Are you one of the millions of Americans who finally have health insurance? Although you're probably feeling relieved to have the financial protection your new health plan provides, don't assume that your health plan will pay for all of your health care. You'll probably still end up paying out-of-pocket for at least some of your health care. Learn why in ""I Have Health Insurance. Why Do I still Have to Pay for Health Care?"
Whether health insurance is new to you or you've been insured for years, managing your health insurance can be confusing. Get your ducks in a row to make sure nothing falls through the cracks. Here's what needs to be done.
- If your health plan uses a claim system, make sure a claim is filed each time you get health care. If you use an in-network provider, your provider will usually file any necessary claims. However, if you go out-of-network, you may have to file the claim yourself.

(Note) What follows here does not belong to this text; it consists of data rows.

// src/models/courier.rs

//! Courier reference data.

use std::collections::HashSet;
use std::fs;
use std::path::Path;

use serde::{Deserialize, Serialize};
use url::Url;

use crate::error::{AppError, Result};
use crate::utils::is_blank;

/// One shipping carrier, including its airway bill numbering pattern.
#[derive(Debug, Clone, Serialize, Deserialize, PartialEq, Eq)]
pub struct CourierRecord {
    /// Stable identifier
    pub id: String,

    /// Display name (e.g., "JNE", "J&T")
    pub name: String,

    /// Short code, often equal to or abbreviating the name
    pub code: String,

    /// Regular expression matched against the uppercased, trimmed AWB
    #[serde(rename = "awbPattern")]
    pub awb_pattern: String,

    /// Customer service phone number
    #[serde(default, skip_serializing_if = "Option::is_none")]
    pub phone: Option<String>,

    /// Customer service email address
    #[serde(default, skip_serializing_if = "Option::is_none")]
    pub email: Option<String>,

    /// Brand color
    #[serde(default, skip_serializing_if = "Option::is_none")]
    pub color: Option<String>,

    /// Logo image path
    #[serde(default, skip_serializing_if = "Option::is_none")]
    pub src: Option<String>,

    /// Full-size logo image path
    #[serde(default, skip_serializing_if = "Option::is_none")]
    pub fullimg: Option<String>,

    /// Courier website
    #[serde(default, skip_serializing_if = "Option::is_none")]
    pub link: Option<String>,
}

impl CourierRecord {
    /// Create a record with only the fields needed for resolution.
    pub fn new(
        id: impl Into<String>,
        name: impl Into<String>,
        code: impl Into<String>,
        awb_pattern: impl Into<String>,
    ) -> Self {
        Self {
            id: id.into(),
            name: name.into(),
            code: code.into(),
            awb_pattern: awb_pattern.into(),
            phone: None,
            email: None,
            color: None,
            src: None,
            fullimg: None,
            link: None,
        }
    }

    /// Load an ordered courier table from a JSON file and validate it.
    pub fn load_all(path: impl AsRef<Path>) -> Result<Vec<Self>> {
        let content = fs::read_to_string(path)?;
        let records: Vec<Self> = serde_json::from_str(&content)?;
        Self::validate_table(&records)?;
        Ok(records)
    }

    /// Validate a single record's required fields.
    ///
    /// The AWB pattern is not checked here; a pattern that fails to compile
    /// only disables the pattern phase for this record.
    pub fn validate(&self) -> Result<()> {
        if is_blank(&self.id) {
            return Err(AppError::validation(format!(
                "courier '{}' has an empty id",
                self.name
            )));
        }
        if is_blank(&self.name) {
            return Err(AppError::validation(format!(
                "courier '{}' has an empty name",
                self.id
            )));
        }
        if is_blank(&self.code) {
            return Err(AppError::validation(format!(
                "courier '{}' has an empty code",
                self.id
            )));
        }
        if let Some(link) = &self.link {
            Url::parse(link).map_err(|e| {
                AppError::validation(format!("courier '{}' has invalid link '{link}': {e}", self.id))
            })?;
        }
        Ok(())
    }

    /// Validate every record and reject duplicate ids.
    pub fn validate_table(records: &[Self]) -> Result<()> {
        let mut seen = HashSet::new();
        for record in records {
            record.validate()?;
            if !seen.insert(record.id.as_str()) {
                return Err(AppError::validation(format!(
                    "duplicate courier id '{}'",
                    record.id
                )));
            }
        }
        Ok(())
    }
}

#[cfg(test)]
mod tests {
    use std::io::Write;

    use super::*;

    const FIXTURE: &str = r##"[
        {
            "id": "1",
            "name": "JNE",
            "code": "JNE",
            "awbPattern": "^JNE\\d+$",
            "color": "#1e3a8a",
            "phone": "021-2927-8888",
            "email": "customercare@jne.co.id",
            "link": "https://www.jne.co.id"
        },
        {
            "id": "2",
            "name": "J&T",
            "code": "JNT",
            "awbPattern": "^JNT\\d+$"
        }
    ]"##;

    #[test]
    fn test_parse_fixture() {
        let records: Vec<CourierRecord> = serde_json::from_str(FIXTURE).unwrap();
        assert_eq!(records.len(), 2);
        assert_eq!(records[0].awb_pattern, r"^JNE\d+$");
        assert_eq!(records[0].phone.as_deref(), Some("021-2927-8888"));
        assert_eq!(records[0].color.as_deref(), Some("#1e3a8a"));
        assert_eq!(records[1].email, None);
        assert!(CourierRecord::validate_table(&records).is_ok());
    }

    #[test]
    fn test_serialize_skips_missing_contact() {
        let record = CourierRecord::new("2", "J&T", "JNT", r"^JNT\d+$");
        let json = serde_json::to_string(&record).unwrap();
        assert!(json.contains("\"awbPattern\""));
        assert!(!json.contains("phone"));
    }

    #[test]
    fn test_load_all_from_file() {
        let mut file = tempfile::NamedTempFile::new().unwrap();
        file.write_all(FIXTURE.as_bytes()).unwrap();

        let records = CourierRecord::load_all(file.path()).unwrap();
        assert_eq!(records[1].name, "J&T");
    }

    #[test]
    fn test_load_all_missing_file() {
        let dir = tempfile::tempdir().unwrap();
        let result = CourierRecord::load_all(dir.path().join("couriers.json"));
        assert!(matches!(result, Err(AppError::Io(_))));
    }

    #[test]
    fn test_validate_rejects_blank_code() {
        let record = CourierRecord::new("3", "SiCepat", " ", r"^\d{12}$");
        assert!(matches!(record.validate(), Err(AppError::Validation(_))));
    }

    #[test]
    fn test_validate_rejects_bad_link() {
        let mut record = CourierRecord::new("3", "SiCepat", "SICEPAT", r"^\d{12}$");
        record.link = Some("not a url".to_string());
        assert!(record.validate().is_err());
    }

    #[test]
    fn test_validate_table_rejects_duplicate_ids() {
        let records = vec![
            CourierRecord::new("1", "JNE", "JNE", r"^JNE\d+$"),
            CourierRecord::new("1", "J&T", "JNT", r"^JNT\d+$"),
        ];
        assert!(CourierRecord::validate_table(&records).is_err());
    }

    #[test]
    fn test_malformed_pattern_is_not_a_validation_error() {
        let record = CourierRecord::new("9", "Broken", "BRK", "^BRK(");
        assert!(record.validate().is_ok());
    }
}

- Follow up on each and every claim. Make a note to yourself to check on the status of the claim in 4-6 weeks if you haven't received an EOB. Usually claims are processed without a glitch. However, sometimes your health plan may request more information. While the health plan usually requests this information from the service provider, if you're aware, you can intervene to make sure any necessary information gets to your insurer in a timely manner.
- Follow your explanation of benefits. When your health plan has completed processing a claim, it will send you an EOB. Read those EOBs to make sure the claim was paid correctly and your share-of-cost like deductible, copay and coinsurance was listed correctly. Get in the habit of reading each EOB and cross-referencing it with each claim. This isn't just so you can catch billing errors; it's to alert you to medical identity theft and health care fraud.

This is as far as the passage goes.